• _EXERCISE REQUIREMENTS_: Could you print every line from the first one of the records below through the line containing "static RE_RETURNS: LazyLock<Regex>", with both included and nothing else?

• _Saved data entries_:
⁂

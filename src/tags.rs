//! Tag extractor. Pulls `@param`, `@returns`, `@extends` and `@module` out
//! of normalized comment lines.
//!
//! Extraction is a fold: each function takes the pending lines and returns
//! the lines that remain together with what was found, so consuming one
//! parameter's lines never depends on the order other parameters are looked
//! up in.
//!
//! Parameter pattern precedence: the typed form
//! `@param {Type} name description` is tried first, then the untyped form
//! `@param name description`. A bracketed name (`[name=default]`) marks an
//! optional parameter; only the bare name is compared.

use regex::Regex;
use std::sync::LazyLock;

static RE_PARAM_TYPED: LazyLock<Regex> = LazyLock::new(|| {
    Regex::new(concat!(
        r"@param[[:space:]]+(?:\{([^}]*)\})?[[:space:]]+",
        r"(?:\[(\w+[$%!#&]?).*\]|(\w+[$%!#&]?))[[:space:]\-|]*(.*)"
    ))
    .unwrap()
});

static RE_PARAM_UNTYPED: LazyLock<Regex> = LazyLock::new(|| {
    Regex::new(r"@param[[:space:]]+(?:\[(\w+[$%!#&]?).*\]|(\w+[$%!#&]?))[[:space:]\-|]*(.*)").unwrap()
});

static RE_RETURNS: LazyLock<Regex> =
    LazyLock::new(|| Regex::new(r"@returns?[[:space:]]*(\{[^}]*\})?[[:space:]]*(.*)").unwrap());

static RE_EXTENDS: LazyLock<Regex> =
    LazyLock::new(|| Regex::new(r"@extends(?:[[:space:]]+(\S+))?").unwrap());

static RE_MODULE: LazyLock<Regex> = LazyLock::new(|| Regex::new(r"@module ([^*[:space:]]+)").unwrap());

/// What a comment says about one parameter.
#[derive(Debug, Default, Clone, PartialEq, Eq)]
pub struct ParamDoc {
    pub type_name: Option<String>,
    pub description: Option<String>,
}

/// What a comment says about the return value.
#[derive(Debug, Default, Clone, PartialEq, Eq)]
pub struct ReturnDoc {
    pub type_name: Option<String>,
    pub description: Option<String>,
}

fn non_empty(text: Option<regex::Match<'_>>) -> Option<String> {
    text.map(|m| m.as_str().to_string())
        .filter(|s| !s.trim().is_empty())
}

/// Parse one line as a `@param` tag: (name, type, description).
fn param_tag(line: &str) -> Option<(String, Option<String>, Option<String>)> {
    if let Some(caps) = RE_PARAM_TYPED.captures(line) {
        let name = caps.get(2).or_else(|| caps.get(3))?.as_str().to_string();
        let type_name = non_empty(caps.get(1)).map(|t| t.trim().to_string());
        return Some((name, type_name, non_empty(caps.get(4))));
    }
    let caps = RE_PARAM_UNTYPED.captures(line)?;
    let name = caps.get(1).or_else(|| caps.get(2))?.as_str().to_string();
    Some((name, None, non_empty(caps.get(3))))
}

/// Consume every `@param` line documenting `name` (compared trimmed and
/// case-insensitively). When several lines document the same parameter the
/// last one wins.
pub fn extract_param(lines: Vec<String>, name: &str) -> (Vec<String>, ParamDoc) {
    let wanted = name.trim().to_lowercase();
    lines
        .into_iter()
        .fold((Vec::new(), ParamDoc::default()), |(mut rest, mut doc), line| {
            match param_tag(&line) {
                Some((tag_name, type_name, description))
                    if tag_name.trim().to_lowercase() == wanted =>
                {
                    doc = ParamDoc {
                        type_name,
                        description,
                    };
                }
                _ => rest.push(line),
            }
            (rest, doc)
        })
}

/// Consume every `@returns` / `@return` line; the first one supplies the
/// documented type and description.
///
/// A documented type is kept verbatim even when it differs from the declared
/// return type, so authors can name aliases the code cannot express.
pub fn extract_returns(lines: Vec<String>) -> (Vec<String>, Option<ReturnDoc>) {
    lines
        .into_iter()
        .fold((Vec::new(), None), |(mut rest, found), line| {
            match RE_RETURNS.captures(&line) {
                Some(caps) => {
                    let doc = found.or_else(|| {
                        Some(ReturnDoc {
                            type_name: caps.get(1).map(|m| {
                                m.as_str()
                                    .trim_start_matches('{')
                                    .trim_end_matches('}')
                                    .trim()
                                    .to_string()
                            }),
                            description: non_empty(caps.get(2)),
                        })
                    });
                    (rest, doc)
                }
                None => {
                    rest.push(line);
                    (rest, found)
                }
            }
        })
}

/// Remove the first `@extends` line that names no parent, so a generated
/// `@extends Parent` is not doubled by an empty authored one. Lines that do
/// name a parent stay.
pub fn strip_bare_extends(mut lines: Vec<String>) -> Vec<String> {
    let bare = lines.iter().position(|line| {
        RE_EXTENDS
            .captures(line)
            .map(|caps| caps.get(1).is_none())
            .unwrap_or(false)
    });
    if let Some(index) = bare {
        lines.remove(index);
    }
    lines
}

/// `@module name` declared anywhere in the source.
pub fn module_tag(source: &str) -> Option<&str> {
    RE_MODULE
        .captures(source)
        .and_then(|caps| caps.get(1))
        .map(|m| m.as_str())
}

/// Tidy a parameter or return description: trimmed, one leading comma
/// dropped, dash-prefixed text left alone.
pub fn describe(text: &str) -> String {
    let text = text.trim();
    if text.starts_with('-') {
        return text.to_string();
    }
    text.strip_prefix(',').unwrap_or(text).trim_start().to_string()
}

⁂

• _ANSWER FOR THE TASK_:
filename src/tags.rs
//! Tag extractor. Pulls `@param`, `@returns`, `@extends` and `@module` out
//! of normalized comment lines.
//!
//! Extraction is a fold: each function takes the pending lines and returns
//! the lines that remain together with what was found, so consuming one
//! parameter's lines never depends on the order other parameters are looked
//! up in.
//!
//! Parameter pattern precedence: the typed form
//! `@param {Type} name description` is tried first, then the untyped form
//! `@param name description`. A bracketed name (`[name=default]`) marks an
//! optional parameter; only the bare name is compared.

use regex::Regex;
use std::sync::LazyLock;

static RE_PARAM_TYPED: LazyLock<Regex> = LazyLock::new(|| {
    Regex::new(concat!(
        r"@param[[:space:]]+(?:\{([^}]*)\})?[[:space:]]+",
        r"(?:\[(\w+[$%!#&]?).*\]|(\w+[$%!#&]?))[[:space:]\-|]*(.*)"
    ))
    .unwrap()
});

static RE_PARAM_UNTYPED: LazyLock<Regex> = LazyLock::new(|| {
    Regex::new(r"@param[[:space:]]+(?:\[(\w+[$%!#&]?).*\]|(\w+[$%!#&]?))[[:space:]\-|]*(.*)").unwrap()
});

static RE_RETURNS: LazyLock<Regex> =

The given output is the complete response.